The cash flow used in investment activities for the three months ended October
31, 2022, reflects our investment loss of $1,389,800. This amount was decreased
by an advance on loan receivable of $175,007 and increased by collection of loan
receivable of $124,730.
The cash flow provided by financing activities for the three months ended
October 31, 2022, reflects an advance from related parties of $1,441,000.
Going Concern
Our financial statements have been prepared assuming that we will continue as a
going concern, which contemplates the realization of assets and the liquidation
of liabilities in the normal course of business. During the three months ended
October 31, 2022, we incurred net cash provided by operating activities of
$2,269. As of October 31, 2022, we had an accumulated deficit of $45,435 and
earned $14,255 in interest revenues. In order to continue as a going concern,
the Company will need, among other things, additional capital resources.
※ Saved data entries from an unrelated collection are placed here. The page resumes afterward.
//! swizzle-intercept: runtime method hooking.
//!
//! Hooks replace a method's implementation slot with a libffi trampoline
//! built from the method's type encoding, so any argument and return shape
//! can be intercepted without generated code. Several hooks on one method
//! compose into a chain and can be cancelled in any order.

pub mod code;
pub mod config;
pub mod interceptor;
pub mod signature;
pub mod types;

// Re-exports for convenience (flattened imports)
pub use config::HookConfig;
pub use interceptor::invocation::{self, in_dispatch};
pub use interceptor::replacement::Replacement;
pub use interceptor::{ChainInfo, HookInfo, HookToken, Interceptor};
pub use signature::{Signature, TypeDescriptor, TypeKind};
pub use swizzle_runtime::{Class, Imp, Method, Object, Sel};
pub use types::{HookError, HookMode, Result};

/// Sets the engine configuration.
///
/// Must run before the first hook is installed; afterwards the settings read
/// from the environment stay in effect and this returns false.
pub fn init(config: HookConfig) -> bool {
    interceptor::configure(config)
}

/// Installs `replacement` on `class`'s implementation of `selector`.
/// See [`Interceptor::hook`].
pub fn hook(class: &'static Class, selector: Sel, mode: HookMode, replacement: Replacement) -> Result<HookToken> {
    Interceptor::obtain().hook(class, selector, mode, replacement)
}

/// Removes the hook behind `token`. True only if this call cancelled it.
pub fn cancel(token: &HookToken) -> bool {
    Interceptor::obtain().cancel(token)
}

pub fn is_hooked(class: &'static Class, selector: Sel) -> bool {
    Interceptor::obtain().is_hooked(class, selector)
}

pub fn hook_count(class: &'static Class, selector: Sel) -> usize {
    Interceptor::obtain().hook_count(class, selector)
}

pub fn snapshot() -> Vec<ChainInfo> {
    Interceptor::obtain().snapshot()
}

/// Process-global lock for tests that swap method implementations.
///
/// Tests that install hooks hold this lock so slot contents observed by one
/// test are not changed underneath it by another.
#[cfg(test)]
pub(crate) fn lock_hook_tests() -> std::sync::MutexGuard<'static, ()> {
    use std::sync::{Mutex, OnceLock};
    static LOCK: OnceLock<Mutex<()>> = OnceLock::new();
    LOCK.get_or_init(|| Mutex::new(())).lock().unwrap_or_else(|e| e.into_inner())
}
use serde::{Deserialize, Serialize};
use std::collections::HashMap;

use crate::auth::AuthConfig;
use crate::providers::base::{BaseProvider, Provider, ProviderType};

#[derive(Debug, Clone, Serialize, Deserialize)]
pub struct WebSocketProvider {
    #[serde(flatten)]
    pub base: BaseProvider,
    pub url: String,
    #[serde(skip_serializing_if = "Option::is_none")]
    pub protocol: Option<String>,
    #[serde(default)]
    pub keep_alive: bool,
    #[serde(skip_serializing_if = "Option::is_none")]
    pub headers: Option<HashMap<String, String>>,
}

impl Provider for WebSocketProvider {
    fn type_(&self) -> ProviderType {
        ProviderType::Websocket
    }

    fn name(&self) -> String {
        self.base.name.clone()
    }

    fn as_any(&self) -> &dyn std::any::Any {
        self
    }

    fn as_value(&self) -> serde_json::Value {
        serde_json::to_value(self).unwrap_or(serde_json::Value::Null)
    }

    fn allowed_protocols(&self) -> Vec<String> {
        self.base.allowed_protocols()
    }
}

impl WebSocketProvider {
    pub fn new(name: String, url: String, auth: Option<AuthConfig>) -> Self {
        Self {
            base: BaseProvider {
                name,
                provider_type: ProviderType::Websocket,
                auth,
                allowed_communication_protocols: None,
            },
            url,
            protocol: None,
            keep_alive: false,
            headers: None,
        }
    }
}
Management plans to raise necessary funding through equity and debt financing
arrangements, which may be insufficient to fund its capital expenditures,
working capital and other cash requirements. The ability of the Company to
continue operations in its new business model is dependent upon, among other
things, obtaining financing to continue operations and continue developing the
business plan. The Company cannot give any assurance as to the ability to
develop or operate profitably. These factors, among others, raise substantial
doubt about the Company's ability to continue as a going concern. The
accompanying consolidated financial statements do not include any adjustments
that might result from the outcome of this uncertainty.
Off-Balance Sheet Arrangements
We do not have any off-balance sheet arrangements.
Critical Accounting Policies
Use of Estimates: The preparation of the accompanying consolidated financial
statements in conformity with GAAP requires management to make certain estimates
and assumptions that directly affect the results of reported assets,
liabilities, revenue, and expenses, including the valuation of non-cash
transactions. Actual results may differ from these estimates.